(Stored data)
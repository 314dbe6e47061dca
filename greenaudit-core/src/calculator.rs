use crate::error::GreenAuditError;
use greenaudit_schemas::{consumption::ConsumptionInputs, factors::EmissionFactors};
use serde::{Deserialize, Serialize};

/// Per-source and total emissions for one set of inputs, in kg CO2e.
#[derive(Debug, Clone, Copy, PartialEq, Default, Serialize, Deserialize)]
pub struct EmissionBreakdown {
    pub fuel_emissions: f64,
    pub gas_emissions: f64,
    pub scope1_total: f64,
    pub scope2_total: f64,
    pub grand_total: f64,
}

impl EmissionBreakdown {
    pub fn fields(&self) -> [(&'static str, f64); 5] {
        [
            ("fuel_emissions", self.fuel_emissions),
            ("gas_emissions", self.gas_emissions),
            ("scope1_total", self.scope1_total),
            ("scope2_total", self.scope2_total),
            ("grand_total", self.grand_total),
        ]
    }
}

/// Rejects consumption values the calculator is not defined for.
///
/// This is the boundary check. [`calculate`] itself assumes it has passed.
pub fn validate_inputs(inputs: &ConsumptionInputs) -> Result<(), GreenAuditError> {
    for (field, value) in inputs.fields() {
        if !value.is_finite() || value < 0.0 {
            return Err(GreenAuditError::InvalidInput {
                field: field.to_string(),
                value,
            });
        }
    }
    Ok(())
}

pub fn validate_factors(factors: &EmissionFactors) -> Result<(), GreenAuditError> {
    for (name, factor) in factors.named() {
        if !factor.value.is_finite() || factor.value < 0.0 {
            return Err(GreenAuditError::InvalidFactor {
                name: name.to_string(),
                value: factor.value,
            });
        }
    }
    Ok(())
}

/// Rejects a breakdown whose values overflowed to infinity.
///
/// Inputs that pass [`validate_inputs`] can still be large enough for a
/// product or sum to leave the `f64` range.
pub fn validate_breakdown(breakdown: &EmissionBreakdown) -> Result<(), GreenAuditError> {
    for (field, value) in breakdown.fields() {
        if !value.is_finite() {
            return Err(GreenAuditError::InvalidInput {
                field: field.to_string(),
                value,
            });
        }
    }
    Ok(())
}

// -0.0 + 0.0 == +0.0, so a signed zero never shows up as "-0.00".
fn unsigned_zero(value: f64) -> f64 {
    value + 0.0
}

/// Folds signed zeros in the consumption figures into +0.0.
pub fn normalize_inputs(inputs: &ConsumptionInputs) -> ConsumptionInputs {
    ConsumptionInputs::new(
        unsigned_zero(inputs.diesel_liters),
        unsigned_zero(inputs.natural_gas_cubic_meters),
        unsigned_zero(inputs.electricity_kwh),
    )
}

/// Converts consumption into emissions using the given factors.
///
/// Scope 1 covers diesel and natural gas burned on site, Scope 2 covers
/// purchased electricity.
pub fn calculate(inputs: &ConsumptionInputs, factors: &EmissionFactors) -> EmissionBreakdown {
    let fuel_emissions = unsigned_zero(inputs.diesel_liters * factors.fuel.value);
    let gas_emissions = unsigned_zero(inputs.natural_gas_cubic_meters * factors.gas.value);
    let scope1_total = fuel_emissions + gas_emissions;
    let scope2_total = unsigned_zero(inputs.electricity_kwh * factors.electricity.value);

    EmissionBreakdown {
        fuel_emissions,
        gas_emissions,
        scope1_total,
        scope2_total,
        grand_total: scope1_total + scope2_total,
    }
}

pub fn calculate_default(inputs: &ConsumptionInputs) -> EmissionBreakdown {
    calculate(inputs, &EmissionFactors::default())
}
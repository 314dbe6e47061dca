//! GreenAudit - Scope 1 & 2 emissions report for a single reporting period.

use anyhow::{Context, Result};
use clap::Parser;
use greenaudit_schemas::profile::IndustrySector;
use log::info;
use std::fs;
use std::path::{Path, PathBuf};

mod config;
mod plotting;
mod report;

#[derive(Parser, Debug)]
#[command(
    name = "greenaudit",
    version,
    about = "ESG carbon audit: Scope 1 & 2 emissions with an impact rating"
)]
pub struct Cli {
    /// Request YAML with a company profile and consumption figures
    #[arg(short, long)]
    pub request: Option<PathBuf>,

    /// Factor-set YAML overriding the built-in emission factors and thresholds
    #[arg(short, long)]
    pub factors: Option<PathBuf>,

    /// Diesel consumption in liters
    #[arg(long, value_parser = config::parse_non_negative)]
    pub diesel: Option<f64>,

    /// Natural gas usage in cubic meters
    #[arg(long, value_parser = config::parse_non_negative)]
    pub gas: Option<f64>,

    /// Electricity consumption in kWh
    #[arg(long, value_parser = config::parse_non_negative)]
    pub electricity: Option<f64>,

    /// Company name shown on the report
    #[arg(long)]
    pub company: Option<String>,

    /// Industry sector (Logistics, Manufacturing or Retail)
    #[arg(long)]
    pub industry: Option<IndustrySector>,

    /// Directory for the chart and report files
    #[arg(short, long)]
    pub output_dir: Option<PathBuf>,

    /// Skip rendering the PNG bar chart
    #[arg(long)]
    pub no_chart: bool,

    /// Append the result to this CSV audit trail
    #[arg(long)]
    pub csv_log: Option<PathBuf>,

    /// Print the report as JSON instead of a text summary
    #[arg(long)]
    pub json: bool,
}

fn main() -> Result<()> {
    env_logger::init();
    let cli = Cli::parse();

    let settings = config::AuditSettings::resolve(&cli)?;
    let mut audit = settings.to_builder().build()?;
    let audit_report = audit.run()?;

    let output_dir = cli
        .output_dir
        .clone()
        .unwrap_or_else(|| config::default_output_dir(&audit_report.profile.company_name));
    fs::create_dir_all(&output_dir)
        .with_context(|| format!("Failed to create output directory: {}", output_dir.display()))?;

    // Keep the request next to its results for traceability
    if let Some(request_path) = &cli.request {
        fs::copy(request_path, output_dir.join("request.yaml"))
            .with_context(|| format!("Failed to copy {}", request_path.display()))?;
    }

    let json = audit_report.to_json_pretty()?;
    write_file(&output_dir.join("report.json"), &json)?;

    if !cli.no_chart {
        let chart_path = plotting::plot_emissions_by_source(&output_dir, &audit_report)?;
        info!("Chart written to {}", chart_path.display());
    }

    if cli.json {
        println!("{}", json);
    } else {
        print!("{}", report::Summary(&audit_report));
        println!("\nResults are in '{}'", output_dir.display());
    }

    Ok(())
}

fn write_file(path: &Path, content: &str) -> Result<()> {
    fs::write(path, content).with_context(|| format!("Failed to write {}", path.display()))
}
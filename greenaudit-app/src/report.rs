use greenaudit_core::AuditReport;
use std::fmt;

/// The terminal version of the dashboard: profile, inputs, the per-source
/// table and the impact rating.
pub struct Summary<'a>(pub &'a AuditReport);

impl fmt::Display for Summary<'_> {
    fn fmt(&self, f: &mut fmt::Formatter<'_>) -> fmt::Result {
        let report = self.0;
        let b = &report.breakdown;
        let c = &report.consumption;

        writeln!(f, "\n--- 🌿 ESG Carbon Audit: {} ---", report.profile.company_name)?;
        writeln!(f, "Environmental Impact Assessment (Scope 1 & 2)")?;
        writeln!(f, "Industry Sector: {}", report.profile.industry)?;
        writeln!(f, "========================================")?;

        writeln!(f, "\n🔥 Scope 1: Direct Emissions")?;
        writeln!(f, "  - Diesel Consumption:     {:>12.2} L", c.diesel_liters)?;
        writeln!(f, "  - Natural Gas Usage:      {:>12.2} m³", c.natural_gas_cubic_meters)?;
        writeln!(f, "\n⚡ Scope 2: Indirect Emissions")?;
        writeln!(f, "  - Electricity Consumption:{:>12.2} kWh", c.electricity_kwh)?;

        writeln!(f, "\n📊 Audit Results (kg CO2e)")?;
        for bar in &report.chart {
            writeln!(f, "  - {:<24}{:>12.2}", bar.label, bar.value_kg_co2e)?;
        }
        writeln!(f, "  --------------------------------------")?;
        writeln!(f, "  - {:<24}{:>12.2}", "Scope 1 Total", b.scope1_total)?;
        writeln!(f, "  - {:<24}{:>12.2}", "Scope 2 Total", b.scope2_total)?;
        writeln!(f, "  - {:<24}{:>12.2}", "Total Emissions", b.grand_total)?;

        writeln!(f, "\nImpact: {}", report.impact.label())?;
        writeln!(f, "  {}", report.impact.caption())?;

        writeln!(f, "\nEmission factors:")?;
        for (name, factor) in report.factors.named() {
            let date = factor.source.effective_date.as_deref().unwrap_or("undated");
            writeln!(
                f,
                "  - {:<12}{:>6.2} {} ({}, {})",
                name, factor.value, factor.unit, factor.source.reference, date
            )?;
        }
        writeln!(f, "========================================")
    }
}
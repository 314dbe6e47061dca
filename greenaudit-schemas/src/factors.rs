//! Emission factors and impact thresholds.
//!
//! The built-in values are the ones the dashboard has always shipped with.
//! They carry no regulatory citation, so every value records where it came
//! from and can be replaced through a factor-set file.

use serde::{Deserialize, Serialize};

// Emission Factors (kg CO2e per unit consumed)
pub const FACTOR_DIESEL_KG_PER_LITER: f64 = 2.68;
pub const FACTOR_NATURAL_GAS_KG_PER_M3: f64 = 1.90;
pub const FACTOR_ELECTRICITY_KG_PER_KWH: f64 = 0.15;

// Impact Thresholds (kg CO2e, strict lower bounds)
pub const MODERATE_IMPACT_ABOVE_KG: f64 = 2000.0;
pub const HIGH_IMPACT_ABOVE_KG: f64 = 5000.0;

pub const BUILTIN_SOURCE: &str = "GreenAudit built-in default (uncited)";
pub const BUILTIN_EFFECTIVE_DATE: &str = "2024-01-01";

/// Where a factor value comes from.
#[derive(Debug, Clone, PartialEq, Serialize, Deserialize)]
pub struct Provenance {
    pub reference: String,
    #[serde(skip_serializing_if = "Option::is_none")]
    pub effective_date: Option<String>,
}

impl Provenance {
    pub fn builtin() -> Self {
        Self {
            reference: BUILTIN_SOURCE.to_string(),
            effective_date: Some(BUILTIN_EFFECTIVE_DATE.to_string()),
        }
    }
}

#[derive(Debug, Clone, PartialEq, Serialize, Deserialize)]
pub struct EmissionFactor {
    pub value: f64,
    pub unit: String,
    pub source: Provenance,
}

impl EmissionFactor {
    fn builtin(value: f64, unit: &str) -> Self {
        Self {
            value,
            unit: unit.to_string(),
            source: Provenance::builtin(),
        }
    }
}

/// Factors missing from a factor-set file keep their built-in value.
#[derive(Debug, Clone, PartialEq, Serialize, Deserialize)]
#[serde(default)]
pub struct EmissionFactors {
    /// Diesel combustion, Scope 1.
    pub fuel: EmissionFactor,
    /// Natural gas combustion, Scope 1.
    pub gas: EmissionFactor,
    /// Purchased electricity, Scope 2.
    pub electricity: EmissionFactor,
}

impl Default for EmissionFactors {
    fn default() -> Self {
        Self {
            fuel: EmissionFactor::builtin(FACTOR_DIESEL_KG_PER_LITER, "kg CO2e/L"),
            gas: EmissionFactor::builtin(FACTOR_NATURAL_GAS_KG_PER_M3, "kg CO2e/m3"),
            electricity: EmissionFactor::builtin(FACTOR_ELECTRICITY_KG_PER_KWH, "kg CO2e/kWh"),
        }
    }
}

impl EmissionFactors {
    pub fn named(&self) -> [(&'static str, &EmissionFactor); 3] {
        [
            ("fuel", &self.fuel),
            ("gas", &self.gas),
            ("electricity", &self.electricity),
        ]
    }
}

/// Totals strictly above a bound move to the next severity.
#[derive(Debug, Clone, Copy, PartialEq, Serialize, Deserialize)]
#[serde(default)]
pub struct ImpactThresholds {
    pub moderate_above_kg_co2e: f64,
    pub high_above_kg_co2e: f64,
}

impl Default for ImpactThresholds {
    fn default() -> Self {
        Self {
            moderate_above_kg_co2e: MODERATE_IMPACT_ABOVE_KG,
            high_above_kg_co2e: HIGH_IMPACT_ABOVE_KG,
        }
    }
}
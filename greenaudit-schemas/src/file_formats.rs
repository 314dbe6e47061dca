use crate::{
    consumption::ConsumptionInputs,
    factors::{EmissionFactors, ImpactThresholds},
    profile::CompanyProfile,
};
use serde::{Deserialize, Serialize};

pub const SUPPORTED_SCHEMA_VERSION: &str = "1.0";

/// A saved set of dashboard inputs.
#[derive(Debug, Clone, Serialize, Deserialize)]
pub struct AuditRequestFile {
    pub schema_version: String,
    #[serde(default)]
    pub profile: CompanyProfile,
    #[serde(default)]
    pub consumption: ConsumptionInputs,
}

/// Replacement factors and thresholds, e.g. for a different grid or year.
#[derive(Debug, Clone, Serialize, Deserialize)]
pub struct FactorSetFile {
    pub schema_version: String,
    #[serde(default)]
    pub factors: EmissionFactors,
    #[serde(default)]
    pub thresholds: ImpactThresholds,
}
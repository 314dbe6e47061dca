use serde::{Deserialize, Serialize};
use std::fmt;
use std::str::FromStr;

pub const DEFAULT_COMPANY_NAME: &str = "Maple Leaf Logistics";

#[derive(Debug, Clone, Copy, PartialEq, Eq, Default, Serialize, Deserialize)]
pub enum IndustrySector {
    #[default]
    Logistics,
    Manufacturing,
    Retail,
}

impl IndustrySector {
    pub const ALL: [IndustrySector; 3] = [
        IndustrySector::Logistics,
        IndustrySector::Manufacturing,
        IndustrySector::Retail,
    ];

    pub fn as_str(&self) -> &'static str {
        match self {
            IndustrySector::Logistics => "Logistics",
            IndustrySector::Manufacturing => "Manufacturing",
            IndustrySector::Retail => "Retail",
        }
    }
}

impl fmt::Display for IndustrySector {
    fn fmt(&self, f: &mut fmt::Formatter<'_>) -> fmt::Result {
        f.write_str(self.as_str())
    }
}

impl FromStr for IndustrySector {
    type Err = String;

    fn from_str(s: &str) -> Result<Self, Self::Err> {
        IndustrySector::ALL
            .into_iter()
            .find(|sector| sector.as_str().eq_ignore_ascii_case(s.trim()))
            .ok_or_else(|| {
                format!("unknown industry sector '{}' (expected Logistics, Manufacturing or Retail)", s)
            })
    }
}

/// Descriptive company details. Shown on reports, never used in calculations.
#[derive(Debug, Clone, PartialEq, Serialize, Deserialize)]
#[serde(default)]
pub struct CompanyProfile {
    pub company_name: String,
    pub industry: IndustrySector,
}

impl Default for CompanyProfile {
    fn default() -> Self {
        Self {
            company_name: DEFAULT_COMPANY_NAME.to_string(),
            industry: IndustrySector::default(),
        }
    }
}
use serde::{Deserialize, Serialize};

/// Seed values shown to a user before they enter their own figures.
pub const DEFAULT_DIESEL_LITERS: f64 = 1200.0;
pub const DEFAULT_NATURAL_GAS_CUBIC_METERS: f64 = 500.0;
pub const DEFAULT_ELECTRICITY_KWH: f64 = 4500.0;

/// Consumption figures for a single reporting period.
///
/// Every field must be non-negative before it reaches the calculator.
/// Missing fields in a YAML request fall back to the seed values.
#[derive(Debug, Clone, Copy, PartialEq, Serialize, Deserialize)]
#[serde(default)]
pub struct ConsumptionInputs {
    /// Diesel burned by company vehicles, in liters.
    pub diesel_liters: f64,
    /// Natural gas burned on site, in cubic meters.
    pub natural_gas_cubic_meters: f64,
    /// Purchased electricity, in kilowatt-hours.
    pub electricity_kwh: f64,
}

impl ConsumptionInputs {
    pub fn new(diesel_liters: f64, natural_gas_cubic_meters: f64, electricity_kwh: f64) -> Self {
        Self {
            diesel_liters,
            natural_gas_cubic_meters,
            electricity_kwh,
        }
    }

    /// Field names paired with their values, in display order.
    pub fn fields(&self) -> [(&'static str, f64); 3] {
        [
            ("diesel_liters", self.diesel_liters),
            ("natural_gas_cubic_meters", self.natural_gas_cubic_meters),
            ("electricity_kwh", self.electricity_kwh),
        ]
    }
}

impl Default for ConsumptionInputs {
    fn default() -> Self {
        Self::new(
            DEFAULT_DIESEL_LITERS,
            DEFAULT_NATURAL_GAS_CUBIC_METERS,
            DEFAULT_ELECTRICITY_KWH,
        )
    }
}

#[cfg(test)]
mod tests {
    use super::*;

    #[test]
    fn test_default_is_seed_scenario() {
        let inputs = ConsumptionInputs::default();
        assert_eq!(inputs.diesel_liters, 1200.0);
        assert_eq!(inputs.natural_gas_cubic_meters, 500.0);
        assert_eq!(inputs.electricity_kwh, 4500.0);
    }

    #[test]
    fn test_partial_yaml_falls_back_to_seed() {
        let inputs: ConsumptionInputs = serde_yaml::from_str("electricity_kwh: 10.0").unwrap();
        assert_eq!(inputs.diesel_liters, DEFAULT_DIESEL_LITERS);
        assert_eq!(inputs.natural_gas_cubic_meters, DEFAULT_NATURAL_GAS_CUBIC_METERS);
        assert_eq!(inputs.electricity_kwh, 10.0);
    }

    #[test]
    fn test_fields_order() {
        let names: Vec<_> = ConsumptionInputs::default().fields().iter().map(|(n, _)| *n).collect();
        assert_eq!(names, ["diesel_liters", "natural_gas_cubic_meters", "electricity_kwh"]);
    }
}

*Task goal*. Each line above that contains the word "next" counts once; give the total and no other text.

*Exercise answer*. 2